- **What you will do**
Only part of the listing is needed, namely the lines from its start through the line with "use std::path::PathBuf;", and they should be retyped exactly.

** Opening Raw data block **

use anyhow::{bail, Context, Result};
use clap::{Args, Parser, Subcommand};
use hasura_migrate::migration::MigrationDirection;
use hasura_migrate::version::detect_capability;
use hasura_migrate::{
    apply_migrations, apply_seeds, create_migration, create_seed, migration_status, read_config,
    ApplyOptions, ApplyResult, CreateMigrationOptions, Driver, FileSource, HttpTransport,
    MetadataClient, MigrationTarget, ProjectConfig, SeedTarget, ServerCapability, Transport,
};
use std::path::PathBuf;
use std::sync::Arc;
use tracing::info;
use tracing_subscriber::{EnvFilter, FmtSubscriber};

/// Migration, seed and metadata client for a GraphQL engine
#[derive(Parser, Debug)]
#[command(author, version, about, long_about = None)]
struct Cli {
    /// Project directory holding config.yaml
    #[arg(long, global = true, default_value = ".")]
    project: PathBuf,

    /// GraphQL engine endpoint
    #[arg(long, global = true, env = "HASURA_GRAPHQL_ENDPOINT")]
    endpoint: Option<String>,

    /// Admin secret sent as X-Hasura-Admin-Secret
    #[arg(long, global = true, env = "HASURA_GRAPHQL_ADMIN_SECRET", hide_env_values = true)]
    admin_secret: Option<String>,

    /// Skip server version detection
    #[arg(long, global = true, env = "HASURA_SERVER_CAPABILITY")]
    server_capability: Option<ServerCapability>,

    /// Request timeout in seconds
    #[arg(long, global = true)]
    timeout_secs: Option<u64>,

    /// Log filter used when RUST_LOG is not set
    #[arg(long, global = true, default_value = "info")]
    log_level: String,

    #[command(subcommand)]
    command: Command,
}

#[derive(Subcommand, Debug)]
enum Command {
    /// Manage migrations
    #[command(subcommand)]
    Migrate(MigrateCommand),
    /// Manage seed data
    #[command(subcommand)]
    Seed(SeedCommand),
    /// Manage metadata
    #[command(subcommand)]
    Metadata(MetadataCommand),
}

#[derive(Subcommand, Debug)]
enum MigrateCommand {
    /// Apply or roll back migrations
    Apply(ApplyArgs),
    /// Show which migrations are present locally and applied on the server
    Status,
    /// Create a new migration
    Create {
        name: String,
        #[arg(long, default_value = "")]
        up_sql: String,
        #[arg(long)]
        down_sql: Option<String>,
    },
    /// Read a migration setting
    GetSetting { name: String },
    /// Change a migration setting
    SetSetting { name: String, value: String },
}

#[derive(Args, Debug)]
struct ApplyArgs {
    /// Apply all pending migrations, or the next N
    #[arg(long, value_name = "N|all", conflicts_with_all = ["down", "goto", "version"])]
    up: Option<String>,

    /// Roll back all applied migrations, or the last N
    #[arg(long, value_name = "N|all", conflicts_with_all = ["goto", "version"])]
    down: Option<String>,

    /// Migrate up or down until this version
    #[arg(long, conflicts_with = "version")]
    goto: Option<u64>,

    /// Apply or roll back only this version
    #[arg(long)]
    version: Option<u64>,

    /// Direction for --version: up (default) or down
    #[arg(long = "type")]
    direction: Option<String>,

    /// Only record the versions, do not run the files
    #[arg(long)]
    skip_execution: bool,

    /// Print what would be applied
    #[arg(long)]
    dry_run: bool,
}

#[derive(Subcommand, Debug)]
enum SeedCommand {
    /// Apply all seed files, or a single one
    Apply {
        #[arg(long)]
        file: Option<String>,
    },
    /// Create a new seed file
    Create {
        name: String,
        #[arg(long, default_value = "")]
        content: String,
    },
}

#[derive(Subcommand, Debug)]
enum MetadataCommand {
    /// Export server metadata to the metadata directory
    Export,
    /// Replace server metadata with the exported file
    Apply,
    /// Reload metadata on the server
    Reload,
    /// List inconsistent metadata objects
    Inconsistency,
}

fn parse_count(value: &str) -> Result<Option<usize>> {
    if value.eq_ignore_ascii_case("all") {
        return Ok(None);
    }
    let count = value
        .parse::<usize>()
        .with_context(|| format!("expected a number or 'all', got {}", value))?;
    Ok(Some(count))
}

fn target(args: &ApplyArgs) -> Result<MigrationTarget> {
    if let Some(up) = &args.up {
        return Ok(MigrationTarget::Up(parse_count(up)?));
    }
    if let Some(down) = &args.down {
        return Ok(MigrationTarget::Down(parse_count(down)?));
    }
    if let Some(goto) = args.goto {
        return Ok(MigrationTarget::Goto(goto));
    }
    if let Some(version) = args.version {
        let direction = match args.direction.as_deref().unwrap_or("up") {
            "up" => MigrationDirection::Up,
            "down" => MigrationDirection::Down,
            other => bail!("--type must be up or down, got {}", other),
        };
        return Ok(MigrationTarget::Version(version, direction));
    }
    Ok(MigrationTarget::Up(None))
}

async fn load_config(cli: &Cli) -> Result<ProjectConfig> {
    let mut config = read_config(&cli.project)
        .await
        .context("failed to read config.yaml")?
        .unwrap_or_default();

    if let Some(endpoint) = &cli.endpoint {
        config.endpoint = endpoint.clone();
    }
    if let Some(secret) = &cli.admin_secret {
        config.admin_secret = Some(secret.clone());
    }
    if cli.timeout_secs.is_some() {
        config.timeout_secs = cli.timeout_secs;
    }

    config.validate()?;
    Ok(config)
}

fn print_migrations(result: &ApplyResult) {
    if result.migrations.is_empty() {
        println!("Nothing to apply");
        return;
    }
    println!("{:<16} {:<40} {}", "VERSION", "NAME", "DIRECTION");
    for migration in &result.migrations {
        println!(
            "{:<16} {:<40} {}",
            migration.version,
            migration.name.as_deref().unwrap_or("-"),
            migration.direction
        );
    }
}

async fn run_migrate(
    command: &MigrateCommand,
    cli: &Cli,
    config: &ProjectConfig,
    transport: Arc<dyn Transport>,
) -> Result<()> {
    let migrations_dir = config.migrations_path(&cli.project);

    match command {
        MigrateCommand::Create {
            name,
            up_sql,
            down_sql,
        } => {
            let result = create_migration(
                &migrations_dir,
                CreateMigrationOptions {
                    name: name.clone(),
                    up_sql: up_sql.clone(),
                    down_sql: down_sql.clone(),
                    version: None,
                },
            )
            .await?;
            println!("{}", result.version);
        }
        MigrateCommand::Apply(args) => {
            let target = target(args)?;
            let source = FileSource::open(&migrations_dir).await?;
            let mut driver = Driver::open(transport, config, cli.server_capability).await?;

            let result = apply_migrations(
                &mut driver,
                &source,
                target,
                ApplyOptions {
                    dry_run: args.dry_run,
                    skip_execution: args.skip_execution,
                },
            )
            .await?;

            if result.dry_run {
                print_migrations(&result);
            } else {
                info!(count = result.migrations.len(), "Done");
            }
        }
        MigrateCommand::Status => {
            let source = FileSource::open(&migrations_dir).await?;
            let driver = Driver::open(transport, config, cli.server_capability).await?;

            println!(
                "{:<16} {:<40} {:<16} {}",
                "VERSION", "NAME", "SOURCE STATUS", "DATABASE STATUS"
            );
            for row in migration_status(&source, driver.applied()) {
                println!(
                    "{:<16} {:<40} {:<16} {}",
                    row.version,
                    row.name.as_deref().unwrap_or("-"),
                    if row.source_present { "Present" } else { "Not Present" },
                    if row.database_present { "Present" } else { "Not Present" },
                );
            }
        }
        MigrateCommand::GetSetting { name } => {
            let mut driver = Driver::open(transport, config, cli.server_capability).await?;
            println!("{}", driver.get_setting(name).await?);
        }
        MigrateCommand::SetSetting { name, value } => {
            let mut driver = Driver::open(transport, config, cli.server_capability).await?;
            driver.update_setting(name, value).await?;
        }
    }
    Ok(())
}

async fn run_seed(
    command: &SeedCommand,
    cli: &Cli,
    config: &ProjectConfig,
    transport: Arc<dyn Transport>,
) -> Result<()> {
    let seeds_dir = config.seeds_path(&cli.project);

    match command {
        SeedCommand::Create { name, content } => {
            let path = create_seed(&seeds_dir, name, content).await?;
            println!("{}", path.display());
        }
        SeedCommand::Apply { file } => {
            let capability = detect_capability(
                transport.as_ref(),
                &config.api_paths.version,
                cli.server_capability,
            )
            .await?;
            let target = SeedTarget::new(capability, config);
            let result = apply_seeds(transport.as_ref(), &target, &seeds_dir, file.as_deref()).await?;
            info!(count = result.files.len(), "Seeds applied");
        }
    }
    Ok(())
}

async fn run_metadata(
    command: &MetadataCommand,
    cli: &Cli,
    config: &ProjectConfig,
    transport: Arc<dyn Transport>,
) -> Result<()> {
    let client = MetadataClient::new(transport, config.api_paths.metadata.clone());
    let metadata_dir = config.metadata_path(&cli.project);

    match command {
        MetadataCommand::Export => {
            let path = client.export_to_dir(&metadata_dir).await?;
            println!("{}", path.display());
        }
        MetadataCommand::Apply => client.apply_from_dir(&metadata_dir).await?,
        MetadataCommand::Reload => client.reload_metadata().await?,
        MetadataCommand::Inconsistency => {
            let result = client.inconsistent_metadata().await?;
            if result.is_consistent {
                println!("Metadata is consistent");
            } else {
                println!("{}", serde_json::to_string_pretty(&result.inconsistent_objects)?);
            }
        }
    }
    Ok(())
}

#[tokio::main]
async fn main() -> Result<()> {
    let cli = Cli::parse();

    // Initialize logging
    let filter = EnvFilter::try_from_default_env().unwrap_or_else(|_| EnvFilter::new(&cli.log_level));
    let subscriber = FmtSubscriber::builder()
        .with_env_filter(filter)
        .with_writer(std::io::stderr)
        .finish();
    tracing::subscriber::set_global_default(subscriber)?;

    let config = load_config(&cli).await?;
    let transport: Arc<dyn Transport> = Arc::new(HttpTransport::from_config(&config)?);

    match &cli.command {
        Command::Migrate(command) => run_migrate(command, &cli, &config, transport).await,
        Command::Seed(command) => run_seed(command, &cli, &config, transport).await,
        Command::Metadata(command) => run_metadata(command, &cli, &config, transport).await,
    }
}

** Closing Raw data block **

- **Response area**
use anyhow::{bail, Context, Result};
use clap::{Args, Parser, Subcommand};
use hasura_migrate::migration::MigrationDirection;
use hasura_migrate::version::detect_capability;
use hasura_migrate::{
    apply_migrations, apply_seeds, create_migration, create_seed, migration_status, read_config,
    ApplyOptions, ApplyResult, CreateMigrationOptions, Driver, FileSource, HttpTransport,
    MetadataClient, MigrationTarget, ProjectConfig, SeedTarget, ServerCapability, Transport,
};
use std::path::PathBuf;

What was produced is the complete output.